What you should do. All lines of the material that contain "Uuid" must be copied out.

Task material.

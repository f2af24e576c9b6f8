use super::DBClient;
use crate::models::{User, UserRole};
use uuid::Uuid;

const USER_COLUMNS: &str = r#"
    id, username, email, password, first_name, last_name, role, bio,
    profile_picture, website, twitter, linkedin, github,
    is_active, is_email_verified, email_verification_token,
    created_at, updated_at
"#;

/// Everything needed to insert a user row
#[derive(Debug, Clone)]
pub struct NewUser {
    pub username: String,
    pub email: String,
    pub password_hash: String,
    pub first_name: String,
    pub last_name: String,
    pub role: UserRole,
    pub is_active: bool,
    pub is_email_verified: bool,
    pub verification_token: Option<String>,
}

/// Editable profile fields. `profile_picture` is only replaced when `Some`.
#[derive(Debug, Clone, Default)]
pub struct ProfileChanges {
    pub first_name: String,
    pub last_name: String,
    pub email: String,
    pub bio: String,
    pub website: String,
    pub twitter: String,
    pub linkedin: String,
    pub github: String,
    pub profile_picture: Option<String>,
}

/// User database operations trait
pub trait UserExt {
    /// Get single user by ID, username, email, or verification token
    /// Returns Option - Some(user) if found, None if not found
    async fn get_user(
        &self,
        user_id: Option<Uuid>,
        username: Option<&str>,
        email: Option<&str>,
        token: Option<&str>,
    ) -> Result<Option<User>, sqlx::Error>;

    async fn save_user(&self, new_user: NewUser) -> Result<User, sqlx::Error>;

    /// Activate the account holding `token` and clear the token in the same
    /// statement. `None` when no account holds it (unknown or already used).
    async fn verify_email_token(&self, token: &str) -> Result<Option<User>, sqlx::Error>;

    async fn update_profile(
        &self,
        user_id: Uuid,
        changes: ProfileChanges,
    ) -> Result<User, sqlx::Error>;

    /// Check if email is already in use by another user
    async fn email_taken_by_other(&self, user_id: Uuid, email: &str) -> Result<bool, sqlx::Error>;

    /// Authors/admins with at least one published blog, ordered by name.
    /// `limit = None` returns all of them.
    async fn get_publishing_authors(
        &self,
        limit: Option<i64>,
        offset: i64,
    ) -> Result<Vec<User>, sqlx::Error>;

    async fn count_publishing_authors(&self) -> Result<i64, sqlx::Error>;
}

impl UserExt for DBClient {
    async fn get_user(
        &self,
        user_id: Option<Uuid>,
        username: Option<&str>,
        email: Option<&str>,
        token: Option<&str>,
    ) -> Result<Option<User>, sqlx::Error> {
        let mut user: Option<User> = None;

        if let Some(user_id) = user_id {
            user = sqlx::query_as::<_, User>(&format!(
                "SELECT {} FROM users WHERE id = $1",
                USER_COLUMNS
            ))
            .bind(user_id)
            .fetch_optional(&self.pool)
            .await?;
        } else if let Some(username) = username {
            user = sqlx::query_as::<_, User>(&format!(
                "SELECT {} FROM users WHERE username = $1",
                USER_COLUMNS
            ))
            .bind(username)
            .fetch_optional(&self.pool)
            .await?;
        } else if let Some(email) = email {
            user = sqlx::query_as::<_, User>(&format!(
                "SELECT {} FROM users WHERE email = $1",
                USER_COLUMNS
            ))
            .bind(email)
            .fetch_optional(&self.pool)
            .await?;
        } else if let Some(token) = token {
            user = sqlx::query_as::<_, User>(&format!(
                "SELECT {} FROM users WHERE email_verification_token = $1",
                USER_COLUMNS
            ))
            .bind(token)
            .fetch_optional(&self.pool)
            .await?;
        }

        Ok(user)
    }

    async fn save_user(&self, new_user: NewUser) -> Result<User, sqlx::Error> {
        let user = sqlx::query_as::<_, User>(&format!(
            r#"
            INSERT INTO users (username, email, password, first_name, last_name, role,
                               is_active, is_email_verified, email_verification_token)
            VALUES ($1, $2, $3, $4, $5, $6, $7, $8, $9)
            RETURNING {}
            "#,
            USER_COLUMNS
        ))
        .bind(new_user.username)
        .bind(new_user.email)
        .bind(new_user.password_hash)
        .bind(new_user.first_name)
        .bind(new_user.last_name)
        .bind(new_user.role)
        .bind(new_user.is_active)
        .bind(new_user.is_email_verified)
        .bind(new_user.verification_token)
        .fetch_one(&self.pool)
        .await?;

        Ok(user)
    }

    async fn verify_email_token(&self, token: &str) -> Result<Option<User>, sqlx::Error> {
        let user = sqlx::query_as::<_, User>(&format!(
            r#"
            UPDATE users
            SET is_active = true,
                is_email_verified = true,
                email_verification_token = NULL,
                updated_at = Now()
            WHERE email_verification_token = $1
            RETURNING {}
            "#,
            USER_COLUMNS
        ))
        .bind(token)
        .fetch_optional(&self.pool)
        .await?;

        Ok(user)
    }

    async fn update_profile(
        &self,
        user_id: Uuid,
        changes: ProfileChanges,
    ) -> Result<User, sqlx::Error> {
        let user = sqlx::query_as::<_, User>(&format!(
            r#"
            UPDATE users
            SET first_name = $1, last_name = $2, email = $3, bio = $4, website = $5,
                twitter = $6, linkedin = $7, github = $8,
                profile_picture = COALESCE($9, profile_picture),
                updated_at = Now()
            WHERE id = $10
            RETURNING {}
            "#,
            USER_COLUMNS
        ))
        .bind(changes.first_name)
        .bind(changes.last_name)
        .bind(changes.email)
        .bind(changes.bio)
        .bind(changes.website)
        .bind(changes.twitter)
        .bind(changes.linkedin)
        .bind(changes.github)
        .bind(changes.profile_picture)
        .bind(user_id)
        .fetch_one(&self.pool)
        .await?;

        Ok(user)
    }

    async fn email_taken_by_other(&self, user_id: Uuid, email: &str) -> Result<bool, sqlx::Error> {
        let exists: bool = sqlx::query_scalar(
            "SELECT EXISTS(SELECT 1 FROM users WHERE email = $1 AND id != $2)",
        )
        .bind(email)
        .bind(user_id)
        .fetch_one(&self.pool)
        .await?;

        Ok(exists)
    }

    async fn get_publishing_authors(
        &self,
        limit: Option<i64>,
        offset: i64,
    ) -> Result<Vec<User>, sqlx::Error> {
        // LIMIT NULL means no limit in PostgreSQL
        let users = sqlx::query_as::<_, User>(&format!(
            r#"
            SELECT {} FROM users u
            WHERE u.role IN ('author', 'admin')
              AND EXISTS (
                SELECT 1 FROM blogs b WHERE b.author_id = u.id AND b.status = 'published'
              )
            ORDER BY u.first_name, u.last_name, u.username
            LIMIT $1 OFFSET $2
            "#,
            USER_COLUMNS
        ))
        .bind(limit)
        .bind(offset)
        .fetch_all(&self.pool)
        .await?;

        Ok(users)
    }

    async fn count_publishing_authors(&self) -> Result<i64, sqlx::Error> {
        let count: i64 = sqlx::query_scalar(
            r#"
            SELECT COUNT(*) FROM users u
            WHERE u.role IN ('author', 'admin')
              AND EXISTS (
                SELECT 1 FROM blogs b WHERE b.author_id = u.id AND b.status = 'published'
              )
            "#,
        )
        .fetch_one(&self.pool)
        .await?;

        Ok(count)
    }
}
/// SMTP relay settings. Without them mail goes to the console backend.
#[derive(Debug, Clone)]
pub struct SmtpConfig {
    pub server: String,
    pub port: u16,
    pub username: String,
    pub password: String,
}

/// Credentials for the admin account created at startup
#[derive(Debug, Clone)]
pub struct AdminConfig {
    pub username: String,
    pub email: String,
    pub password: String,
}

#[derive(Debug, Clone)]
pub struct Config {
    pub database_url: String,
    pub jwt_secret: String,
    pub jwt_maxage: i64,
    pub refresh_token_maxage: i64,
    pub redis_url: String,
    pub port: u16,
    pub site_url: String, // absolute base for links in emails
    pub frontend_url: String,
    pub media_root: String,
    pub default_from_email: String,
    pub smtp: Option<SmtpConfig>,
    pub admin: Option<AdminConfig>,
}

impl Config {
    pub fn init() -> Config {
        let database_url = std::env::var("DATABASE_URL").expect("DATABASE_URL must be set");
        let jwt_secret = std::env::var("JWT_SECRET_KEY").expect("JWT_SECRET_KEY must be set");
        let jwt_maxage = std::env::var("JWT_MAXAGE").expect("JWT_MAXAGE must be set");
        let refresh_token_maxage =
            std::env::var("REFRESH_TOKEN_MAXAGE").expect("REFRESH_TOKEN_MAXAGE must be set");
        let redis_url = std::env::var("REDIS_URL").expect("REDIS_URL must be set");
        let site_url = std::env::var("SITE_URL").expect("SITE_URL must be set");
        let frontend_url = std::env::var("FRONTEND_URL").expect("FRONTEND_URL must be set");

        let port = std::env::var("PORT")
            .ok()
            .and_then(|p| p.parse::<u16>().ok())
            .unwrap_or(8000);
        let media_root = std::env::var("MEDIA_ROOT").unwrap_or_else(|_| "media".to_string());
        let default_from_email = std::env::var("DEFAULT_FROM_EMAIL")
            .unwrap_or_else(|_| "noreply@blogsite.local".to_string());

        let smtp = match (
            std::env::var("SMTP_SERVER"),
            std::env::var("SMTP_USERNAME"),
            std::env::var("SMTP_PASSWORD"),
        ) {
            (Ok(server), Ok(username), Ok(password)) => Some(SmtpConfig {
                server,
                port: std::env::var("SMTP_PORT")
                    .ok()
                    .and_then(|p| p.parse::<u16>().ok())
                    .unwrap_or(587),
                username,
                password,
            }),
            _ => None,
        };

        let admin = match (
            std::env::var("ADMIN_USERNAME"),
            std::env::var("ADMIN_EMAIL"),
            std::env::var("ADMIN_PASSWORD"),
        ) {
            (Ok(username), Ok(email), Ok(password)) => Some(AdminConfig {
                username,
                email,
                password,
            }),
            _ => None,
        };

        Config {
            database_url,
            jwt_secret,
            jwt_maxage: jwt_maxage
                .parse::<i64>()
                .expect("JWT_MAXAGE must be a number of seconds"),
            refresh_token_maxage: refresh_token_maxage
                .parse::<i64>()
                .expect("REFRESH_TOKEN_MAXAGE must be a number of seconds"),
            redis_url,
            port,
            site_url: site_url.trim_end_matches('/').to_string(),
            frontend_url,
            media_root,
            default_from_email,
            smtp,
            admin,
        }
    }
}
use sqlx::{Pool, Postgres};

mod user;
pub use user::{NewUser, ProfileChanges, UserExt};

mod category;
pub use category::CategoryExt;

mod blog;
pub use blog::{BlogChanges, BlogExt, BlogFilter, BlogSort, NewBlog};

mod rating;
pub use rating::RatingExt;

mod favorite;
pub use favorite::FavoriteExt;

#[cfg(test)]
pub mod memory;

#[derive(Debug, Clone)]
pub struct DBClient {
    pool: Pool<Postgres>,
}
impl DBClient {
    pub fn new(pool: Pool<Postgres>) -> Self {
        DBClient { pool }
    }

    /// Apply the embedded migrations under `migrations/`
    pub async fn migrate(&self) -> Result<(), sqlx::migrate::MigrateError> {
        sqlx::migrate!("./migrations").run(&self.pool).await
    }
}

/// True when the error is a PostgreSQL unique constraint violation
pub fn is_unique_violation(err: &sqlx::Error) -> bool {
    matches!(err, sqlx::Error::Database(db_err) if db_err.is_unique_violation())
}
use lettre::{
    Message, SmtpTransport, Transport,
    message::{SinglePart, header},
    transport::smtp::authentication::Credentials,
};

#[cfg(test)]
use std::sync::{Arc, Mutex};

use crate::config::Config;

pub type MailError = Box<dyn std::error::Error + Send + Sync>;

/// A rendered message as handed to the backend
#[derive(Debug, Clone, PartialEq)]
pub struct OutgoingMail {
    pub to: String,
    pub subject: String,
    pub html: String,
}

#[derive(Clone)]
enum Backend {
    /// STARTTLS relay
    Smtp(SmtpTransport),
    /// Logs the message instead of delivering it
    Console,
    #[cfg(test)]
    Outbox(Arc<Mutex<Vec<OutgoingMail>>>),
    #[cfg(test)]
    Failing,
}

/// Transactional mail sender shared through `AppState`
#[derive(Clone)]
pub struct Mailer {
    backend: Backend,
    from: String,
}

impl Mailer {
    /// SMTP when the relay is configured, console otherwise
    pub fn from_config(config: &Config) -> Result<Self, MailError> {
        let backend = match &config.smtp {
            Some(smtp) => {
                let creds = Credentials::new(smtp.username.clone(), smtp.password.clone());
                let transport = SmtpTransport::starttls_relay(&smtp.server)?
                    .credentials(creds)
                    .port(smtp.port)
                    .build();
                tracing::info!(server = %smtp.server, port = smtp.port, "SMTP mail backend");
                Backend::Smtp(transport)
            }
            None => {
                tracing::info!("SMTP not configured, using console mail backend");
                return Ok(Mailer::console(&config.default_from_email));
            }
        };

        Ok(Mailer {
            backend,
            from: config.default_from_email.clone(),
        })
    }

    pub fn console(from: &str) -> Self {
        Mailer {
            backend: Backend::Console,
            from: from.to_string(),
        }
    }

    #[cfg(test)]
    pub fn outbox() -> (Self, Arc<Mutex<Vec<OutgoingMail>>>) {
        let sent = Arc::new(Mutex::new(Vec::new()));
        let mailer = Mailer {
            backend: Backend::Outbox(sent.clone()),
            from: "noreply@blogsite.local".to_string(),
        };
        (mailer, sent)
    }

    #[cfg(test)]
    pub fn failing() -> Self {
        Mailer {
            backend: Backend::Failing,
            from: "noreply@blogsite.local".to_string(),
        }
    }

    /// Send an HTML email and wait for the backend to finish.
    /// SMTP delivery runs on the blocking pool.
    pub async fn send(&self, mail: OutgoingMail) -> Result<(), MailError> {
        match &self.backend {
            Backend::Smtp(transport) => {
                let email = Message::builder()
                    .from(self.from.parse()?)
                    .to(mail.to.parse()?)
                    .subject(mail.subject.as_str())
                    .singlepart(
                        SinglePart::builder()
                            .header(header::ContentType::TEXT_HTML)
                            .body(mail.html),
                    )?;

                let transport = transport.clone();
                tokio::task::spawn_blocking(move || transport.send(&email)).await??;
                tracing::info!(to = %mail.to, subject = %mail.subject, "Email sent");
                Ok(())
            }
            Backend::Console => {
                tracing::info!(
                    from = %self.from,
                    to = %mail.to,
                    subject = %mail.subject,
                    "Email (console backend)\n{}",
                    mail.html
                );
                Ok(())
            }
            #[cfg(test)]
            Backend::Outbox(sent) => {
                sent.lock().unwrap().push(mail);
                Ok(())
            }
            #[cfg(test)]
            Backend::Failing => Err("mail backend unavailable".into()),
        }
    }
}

Task output.
use uuid::Uuid;
        user_id: Option<Uuid>,
        user_id: Uuid,
    async fn email_taken_by_other(&self, user_id: Uuid, email: &str) -> Result<bool, sqlx::Error>;
        user_id: Option<Uuid>,
        user_id: Uuid,
    async fn email_taken_by_other(&self, user_id: Uuid, email: &str) -> Result<bool, sqlx::Error> {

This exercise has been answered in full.